Vulnerable dementia sufferers as well as people detained under the mental health act were among at least 1,067 patients to go missing from medium and low risk units across the country.

And the total is likely to be much higher as Scotland’s largest health board – NHS Greater Glasgow and Clyde – failed to provide information despite a request under the Freedom of Information Act.


Scottish Conservative health spokesman Jackson Carlaw said the figures raised real questions about security levels in Scottish hospitals.

In many cases police – sometimes using sniffer dogs – had to step in to return patients.

Official figures, released under Freedom of Information, show that 250 patients detained under the mental health act absconded from NHS Fife hospitals in the past five years.

Incidents include one woman who was “found by police and returned by ambulance” in March 2012, after escaping from Lomond hospital.

Another female patient was missing from the same hospital for four days in December 2011, before police tracked her down at her home.

In August 2011, a woman absconded from Lomond hospital, and was discovered five hours later “by police dogs in Stratheden grounds.”

NHS Lanarkshire reported 267 absconding patients in the past five years, and NHS Forth Valley approximately 369 for the same period.

Forth Valley incident included 259 absconders from “older people services” or “elderly wards” from Falkirk Community Hospital, Bellsdyke, Killdean Day Hospital, Bannockburn and Bo’nesss Hospital.

NHS Dumfries and Galloway had seven incidents since 2008 including a “Detained patient who is on 1:1 observations.”

In June 2008 a “detained patient left Ettrick Ward via Glencairn front door” before being “returned quickly by police.”

But Scotland’s second largest health board, NHS Lothian, claimed they had fewer than five “absconders from within the Intensive Psychiatric Care Units” since 2006.
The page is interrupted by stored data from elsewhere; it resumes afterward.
//! Renders the visible part of a table as CSV or as a markdown table.

use chrono::{DateTime, TimeZone};

use crate::error::{ExportError, TableError};
use crate::state::cell_content::cell_value;
use crate::state::data_model::{Column, TableModel};

#[derive(Clone, Copy, Debug, PartialEq, Eq)]
pub enum ExportType {
    Csv,
    Markdown,
}

impl ExportType {
    pub fn mime_type(self) -> &'static str {
        match self {
            Self::Csv => "text/csv",
            Self::Markdown => "text/markdown",
        }
    }

    pub fn extension(self) -> &'static str {
        match self {
            Self::Csv => "csv",
            Self::Markdown => "md",
        }
    }
}

/// Base name for an exported file: `<view name>-YYYY_MM_DD-HH_mm_ss`.
pub fn export_file_name<Tz: TimeZone>(view_name: &str, now: &DateTime<Tz>) -> String
where
    Tz::Offset: std::fmt::Display,
{
    let name = view_name.replace('/', "-").replace(' ', "_");
    format!("{name}-{}", now.format("%Y_%m_%d-%H_%M_%S"))
}

pub fn export(model: &TableModel, row_ids: &[String], export_type: ExportType) -> Result<String, ExportError> {
    match export_type {
        ExportType::Csv => export_csv(model, row_ids),
        ExportType::Markdown => export_markdown(model, row_ids),
    }
}

/// Header names followed by one record per row in `row_ids`, visible columns only.
pub fn export_csv(model: &TableModel, row_ids: &[String]) -> Result<String, ExportError> {
    let grid = content_grid(model, row_ids)?;

    let mut writer = csv::Writer::from_writer(Vec::new());
    for record in &grid {
        writer.write_record(record)?;
    }
    let bytes = writer.into_inner()?;
    Ok(String::from_utf8(bytes)?)
}

pub fn export_markdown(model: &TableModel, row_ids: &[String]) -> Result<String, ExportError> {
    let grid = content_grid(model, row_ids)?;
    let Some((header, body)) = grid.split_first() else {
        return Ok(String::new());
    };

    let mut out = String::new();
    push_markdown_row(&mut out, header);
    let divider: Vec<String> = header.iter().map(|_| "---".to_string()).collect();
    push_markdown_row(&mut out, &divider);
    for record in body {
        push_markdown_row(&mut out, record);
    }
    Ok(out)
}

fn push_markdown_row(out: &mut String, record: &[String]) {
    out.push('|');
    for value in record {
        out.push(' ');
        out.push_str(&value.replace('|', "\\|").replace('\n', "<br>"));
        out.push_str(" |");
    }
    out.push('\n');
}

fn content_grid(model: &TableModel, row_ids: &[String]) -> Result<Vec<Vec<String>>, TableError> {
    let columns: Vec<&Column> = model.columns.iter().filter(|c| c.is_visible).collect();

    let mut grid = Vec::with_capacity(row_ids.len() + 1);
    grid.push(
        columns
            .iter()
            .map(|c| model.column_name(&c.id).map(str::to_string))
            .collect::<Result<Vec<_>, _>>()?,
    );
    for row_id in row_ids {
        grid.push(
            columns
                .iter()
                .map(|c| cell_value(model, &c.id, row_id).map(|v| v.display_content()))
                .collect::<Result<Vec<_>, _>>()?,
        );
    }
    Ok(grid)
}

#[cfg(test)]
mod tests {
    use super::*;
    use chrono::Utc;

    #[test]
    fn test_export_file_name_replaces_separators() {
        let now = Utc.with_ymd_and_hms(2024, 3, 5, 7, 8, 9).unwrap();
        assert_eq!(
            export_file_name("Projects/My table view", &now),
            "Projects-My_table_view-2024_03_05-07_08_09"
        );
    }

    #[test]
    fn test_push_markdown_row_escapes_pipes() {
        let mut out = String::new();
        push_markdown_row(&mut out, &["a|b".to_string(), "c".to_string()]);
        assert_eq!(out, "| a\\|b | c |\n");
    }
}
NHS Greater Glasgow and Clyde failed to return the FOI, despite being over a month overdue.

NHS Highland only provided figures since May 2012, but had 27 absconding patients in this time, including ten “vulnerable patients” and 12 “missing patients.” The board also recorded five patients who “failed to return from authorised leave.”

Scottish Conservative health spokesman Jackson Carlaw said the figure was “astonishing”.
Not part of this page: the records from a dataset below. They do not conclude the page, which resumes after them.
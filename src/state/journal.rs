//! Entity-level edit log recorded while a command runs.
//!
//! Every mutation a command makes goes through [`Tx`], which applies it to the
//! working model and records it. Reverting the recorded edits in reverse order
//! restores the exact prior model (values, list membership and positions);
//! replaying them forward reproduces the exact result, including generated ids
//! and timestamps.

use crate::state::data_model::{
    BodyCell, BodyRow, Column, FilterRule, FooterCell, HeaderCell, TableModel,
};

#[derive(Clone, Debug, PartialEq, Eq)]
pub enum ListEdit<T> {
    Insert { index: usize, value: T },
    Remove { index: usize, value: T },
    Replace { index: usize, before: T, after: T },
}

impl<T: Clone> ListEdit<T> {
    fn apply(&self, items: &mut Vec<T>) {
        match self {
            Self::Insert { index, value } => items.insert(*index, value.clone()),
            Self::Remove { index, .. } => {
                items.remove(*index);
            }
            Self::Replace { index, after, .. } => items[*index] = after.clone(),
        }
    }

    fn revert(&self, items: &mut Vec<T>) {
        match self {
            Self::Insert { index, .. } => {
                items.remove(*index);
            }
            Self::Remove { index, value } => items.insert(*index, value.clone()),
            Self::Replace { index, before, .. } => items[*index] = before.clone(),
        }
    }
}

#[derive(Clone, Debug, PartialEq, Eq)]
pub enum Edit {
    Column(ListEdit<Column>),
    BodyRow(ListEdit<BodyRow>),
    HeaderCell(ListEdit<HeaderCell>),
    BodyCell(ListEdit<BodyCell>),
    FooterCell(ListEdit<FooterCell>),
    FilterRule(ListEdit<FilterRule>),
}

/// Entity collections that commands may change.
pub trait Tracked: Clone + PartialEq + Sized {
    fn list(model: &mut TableModel) -> &mut Vec<Self>;
    fn wrap(edit: ListEdit<Self>) -> Edit;
}

impl Tracked for Column {
    fn list(model: &mut TableModel) -> &mut Vec<Self> {
        &mut model.columns
    }
    fn wrap(edit: ListEdit<Self>) -> Edit {
        Edit::Column(edit)
    }
}

impl Tracked for BodyRow {
    fn list(model: &mut TableModel) -> &mut Vec<Self> {
        &mut model.body_rows
    }
    fn wrap(edit: ListEdit<Self>) -> Edit {
        Edit::BodyRow(edit)
    }
}

impl Tracked for HeaderCell {
    fn list(model: &mut TableModel) -> &mut Vec<Self> {
        &mut model.header_cells
    }
    fn wrap(edit: ListEdit<Self>) -> Edit {
        Edit::HeaderCell(edit)
    }
}

impl Tracked for BodyCell {
    fn list(model: &mut TableModel) -> &mut Vec<Self> {
        &mut model.body_cells
    }
    fn wrap(edit: ListEdit<Self>) -> Edit {
        Edit::BodyCell(edit)
    }
}

impl Tracked for FooterCell {
    fn list(model: &mut TableModel) -> &mut Vec<Self> {
        &mut model.footer_cells
    }
    fn wrap(edit: ListEdit<Self>) -> Edit {
        Edit::FooterCell(edit)
    }
}

impl Tracked for FilterRule {
    fn list(model: &mut TableModel) -> &mut Vec<Self> {
        &mut model.filter_rules
    }
    fn wrap(edit: ListEdit<Self>) -> Edit {
        Edit::FilterRule(edit)
    }
}

impl Edit {
    fn apply(&self, model: &mut TableModel) {
        match self {
            Self::Column(edit) => edit.apply(&mut model.columns),
            Self::BodyRow(edit) => edit.apply(&mut model.body_rows),
            Self::HeaderCell(edit) => edit.apply(&mut model.header_cells),
            Self::BodyCell(edit) => edit.apply(&mut model.body_cells),
            Self::FooterCell(edit) => edit.apply(&mut model.footer_cells),
            Self::FilterRule(edit) => edit.apply(&mut model.filter_rules),
        }
    }

    fn revert(&self, model: &mut TableModel) {
        match self {
            Self::Column(edit) => edit.revert(&mut model.columns),
            Self::BodyRow(edit) => edit.revert(&mut model.body_rows),
            Self::HeaderCell(edit) => edit.revert(&mut model.header_cells),
            Self::BodyCell(edit) => edit.revert(&mut model.body_cells),
            Self::FooterCell(edit) => edit.revert(&mut model.footer_cells),
            Self::FilterRule(edit) => edit.revert(&mut model.filter_rules),
        }
    }
}

#[derive(Clone, Debug, Default, PartialEq, Eq)]
pub struct Journal {
    edits: Vec<Edit>,
}

impl Journal {
    pub fn is_empty(&self) -> bool {
        self.edits.is_empty()
    }

    pub fn len(&self) -> usize {
        self.edits.len()
    }

    pub fn edits(&self) -> &[Edit] {
        &self.edits
    }

    /// Replays the edits on the model they were recorded against.
    pub fn apply(&self, model: &mut TableModel) {
        for edit in &self.edits {
            edit.apply(model);
        }
    }

    /// Restores the model that existed before the edits were recorded.
    pub fn revert(&self, model: &mut TableModel) {
        for edit in self.edits.iter().rev() {
            edit.revert(model);
        }
    }
}

/// Recording handle over a working copy of the model.
pub struct Tx<'a> {
    model: &'a mut TableModel,
    journal: Journal,
}

impl<'a> Tx<'a> {
    pub fn new(model: &'a mut TableModel) -> Self {
        Self {
            model,
            journal: Journal::default(),
        }
    }

    pub fn model(&self) -> &TableModel {
        &*self.model
    }

    pub fn finish(self) -> Journal {
        self.journal
    }

    pub fn insert<T: Tracked>(&mut self, index: usize, value: T) {
        let edit = ListEdit::Insert { index, value };
        edit.apply(T::list(self.model));
        self.journal.edits.push(T::wrap(edit));
    }

    pub fn push<T: Tracked>(&mut self, value: T) {
        let index = T::list(self.model).len();
        self.insert(index, value);
    }

    pub fn remove<T: Tracked>(&mut self, index: usize) -> T {
        let value = T::list(self.model).remove(index);
        self.journal.edits.push(T::wrap(ListEdit::Remove {
            index,
            value: value.clone(),
        }));
        value
    }

    /// Removes every entity matching `pred`, last first so recorded indices
    /// stay valid during revert.
    pub fn remove_where<T: Tracked>(&mut self, pred: impl Fn(&T) -> bool) -> Vec<T> {
        let indices: Vec<usize> = T::list(self.model)
            .iter()
            .enumerate()
            .filter_map(|(idx, item)| pred(item).then_some(idx))
            .collect();
        let mut removed: Vec<T> = indices.into_iter().rev().map(|idx| self.remove(idx)).collect();
        removed.reverse();
        removed
    }

    /// Applies `f` to the entity at `index`; records nothing when it is unchanged.
    pub fn update<T: Tracked>(&mut self, index: usize, f: impl FnOnce(&mut T)) {
        let before = T::list(self.model)[index].clone();
        let mut after = before.clone();
        f(&mut after);
        if after == before {
            return;
        }
        let edit = ListEdit::Replace { index, before, after };
        edit.apply(T::list(self.model));
        self.journal.edits.push(T::wrap(edit));
    }

    pub fn update_where<T: Tracked>(&mut self, pred: impl Fn(&T) -> bool, f: impl Fn(&mut T)) {
        let indices: Vec<usize> = T::list(self.model)
            .iter()
            .enumerate()
            .filter_map(|(idx, item)| pred(item).then_some(idx))
            .collect();
        for idx in indices {
            self.update(idx, &f);
        }
    }
}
He said: “Within Scotland’s enlightened but secure mental health facilities, it is clear there will be incidents of absconding.

“However, this is an astonishing number, and raises real questions about security levels.

“Whether an absconding patient is a danger to the public, or more likely a risk to themselves – such as an acute dementia sufferer – it is crucial such instances are minimised.

“The Scottish Government must explain why this number is so high, and what it is doing to address this.

“However, I sympathise with nursing staff.

“Surely they have enough on their plate without being security guards as well?”


Margaret Watt, director of Scotland Patients Association, said: “This is a very big problem and it should not be happening. People who just up and leave hospital could come to serious harm.

“We have to look at why they are choosing to leave hospital, but also why this is allowed to happen.

“A lack of staff must be a problem; it shouldn’t be that easy, no person should be able to walk out of hospital.

“It’s even more of a concern in this weather, if a patient leaves in the freezing cold, they could be risking their life. It must be very worrying for the relatives of the patients.

“The health boards need to work on this, they need to make the problem better. They need to be able to make it right.”

Bob Mclean, General Manager NHS Fife Mental Health Services, said: “The overwhelming majority of patients who go missing from hospital for periods of time are those who have failed to return from approved time out from the hospital.

“All detained patients are required to have a Suspension of Detention care plan, detailing the limits and conditions of their approved ‘time out’ from hospital.

“Patients, who breach the conditions of their ‘time out’ care plan, will have their plan reviewed accordingly with ‘time out’ being stopped or restricted.

“Patients who abscond, and where there is an element of risk to themselves or others, may be placed under an enhanced level of observation and supervision for a period of time until the risk is deemed to have been resolved.

“There is an agreed joint protocol in place between the Mental Health Service and the police describing the processes and procedures to be implemented when a patient does go missing from hospital.”